Long ago, before you were born, young men often walked out the front door of their parent's home and went to "seek their fortune." Jon-Jacque of the Valley was just such a young man, and one early summer day he left his father's home and strode into the wider world to look for work, adventure and reward. For a week he walked and asked for work, but being always turned away was his only adventure, and sleeping in haystacks his only reward. Finally, in a village far from home, he found a man, a farmer and master of a flock of sheep. This farmer agreed to hire the lad as a shepherd. The master furnished Jon-Jacque no lunch, but did give him a tin whistle to call the sheep, and then he sent the lad into the summer hills to tend the flock.
Jon-Jacque worked all day beneath a blazing sun, leading and driving the sheep from meadow to hillside and from hillside to meadow, far out to wide pastures where the grass grew tall and sweet. He played his whistle and closely watched the sheep as they wandered and grazed.
Among the flock there was a lamb that caught Jon-Jacque's eye. It was smaller than the rest, and its fleece was specked with what looked like spots of gold. The flecks sometimes caught the sunlight and thus the lad's eye, and when the lamb heard Jon-Jacque's whistle, she not only was the first to follow the shepherd, she would dance behind him! Jon-Jacque was instantly fond of her. He decided to ask his new master if he might have the lamb for his own.

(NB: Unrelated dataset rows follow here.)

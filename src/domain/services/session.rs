#[cfg(test)]
#[path = "session_test.rs"]
mod tests;

use crate::domain::models::GenerationRequest;
use crate::domain::models::HistoryEntry;
use crate::domain::models::ProjectSpecification;
use crate::domain::models::View;
use crate::domain::services::HistoryStore;

/// Single owner of session state. Every UI surface reads from here and
/// mutates through the methods below; nothing else touches the fields.
///
/// Requests are stamped with a sequence number on submit. Completions and
/// failures carry the stamp back, and anything that does not match the
/// latest stamp is dropped instead of clobbering newer state.
pub struct SessionController {
    pub view: View,
    pub loading: bool,
    pub error: Option<String>,
    pub history: Vec<HistoryEntry>,
    pub active_history_id: Option<String>,
    pub last_request: Option<GenerationRequest>,
    pub current_result: Vec<ProjectSpecification>,
    store: HistoryStore,
    seq: u64,
}

impl SessionController {
    pub async fn new(store: HistoryStore) -> SessionController {
        let history = store.load_all().await;

        return SessionController {
            view: View::Landing,
            loading: false,
            error: None,
            history,
            active_history_id: None,
            last_request: None,
            current_result: vec![],
            store,
            seq: 0,
        };
    }

    pub fn start(&mut self) {
        if self.view == View::Landing {
            self.view = View::Home;
        }
    }

    /// Admits a new generation and returns its sequence stamp, or None when
    /// one is already in flight.
    pub fn submit(&mut self, request: GenerationRequest) -> Option<u64> {
        if self.loading {
            return None;
        }

        self.loading = true;
        self.error = None;
        self.last_request = Some(request);
        self.seq += 1;

        return Some(self.seq);
    }

    /// Re-runs the last submitted request verbatim.
    pub fn regenerate(&mut self) -> Option<(u64, GenerationRequest)> {
        if self.loading {
            return None;
        }

        let request = self.last_request.clone()?;
        self.loading = true;
        self.error = None;
        self.seq += 1;

        return Some((self.seq, request));
    }

    pub async fn complete_generation(
        &mut self,
        seq: u64,
        request: GenerationRequest,
        result: Vec<ProjectSpecification>,
    ) {
        if seq != self.seq {
            tracing::debug!(seq = seq, current = self.seq, "Dropping stale generation result");
            return;
        }

        self.loading = false;
        self.error = None;
        self.current_result = result.clone();

        let entry = HistoryEntry::new(request, result);
        self.active_history_id = Some(entry.id.clone());
        self.history = self.store.insert(entry, &self.history).await;
        self.view = View::Results;
    }

    pub fn fail_generation(&mut self, seq: u64, message: String) {
        if seq != self.seq {
            tracing::debug!(seq = seq, current = self.seq, "Dropping stale generation failure");
            return;
        }

        self.loading = false;
        self.error = Some(message);
    }

    /// Restores a stored entry into the results view. Returns false when the
    /// id is unknown or a generation is in flight.
    pub fn load_from_history(&mut self, id: &str) -> bool {
        if self.loading {
            return false;
        }

        let Some(entry) = self.history.iter().find(|entry| return entry.id == id) else {
            return false;
        };

        self.current_result = entry.result.clone();
        self.last_request = Some(entry.request.clone());
        self.active_history_id = Some(entry.id.clone());
        self.error = None;
        self.view = View::Results;

        return true;
    }

    /// Back to a blank generation form. Keeps the last request around so a
    /// later regenerate still works from history context.
    pub fn new_project(&mut self) {
        self.view = View::Home;
        self.current_result = vec![];
        self.active_history_id = None;
        self.error = None;
    }

    pub fn open_developer_info(&mut self) {
        self.active_history_id = None;
        self.view = View::Developer;
    }

    /// Leaves the developer screen without dropping any session data.
    pub fn close_developer_info(&mut self) {
        if self.view == View::Developer {
            self.view = View::Home;
        }
    }

    /// Empties the store and falls back to a blank form, as NewProject does.
    pub async fn clear_history(&mut self) {
        if let Err(err) = self.store.clear().await {
            tracing::error!(error = ?err, "Failed to clear history");
        }

        self.history = vec![];
        self.new_project();
    }
}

That evening he drove the sheep back to the master's farm. When the farmer saw that his sheep were well-fed, and that they had all returned, he was very pleased. He leaned against a fence post and smoked his pipe and asked all manner of questions about the flock that day. At last he asked Jon-Jacque to work all year for him.
"Wonderful!" exclaimed Jon-Jacque.
"And now to speak of wages," said the master, puffing the pipe and looking thoughtfully across the flock.
"Well," said Jon-Jacque, "naturally I'll want a place to sleep and three meals a day."
"Oh, naturally, naturally," agreed the farmer. "Anything else?"
"At the end of the year, would you give me that lamb?" The new shepherd pointed to the lamb with the golden flecked fleece.
The farmer was shocked, but didn't show it. He never thought to have anyone hired so cheap. Why, the lad did even want two sheep to start his own flock! He gave the matter a moment's thought, mainly for show, and then agreed. "You shall have the lamb, my lad," he said, "after one year - provided all goes well." The two shook hands, and each thought himself well served by the deal.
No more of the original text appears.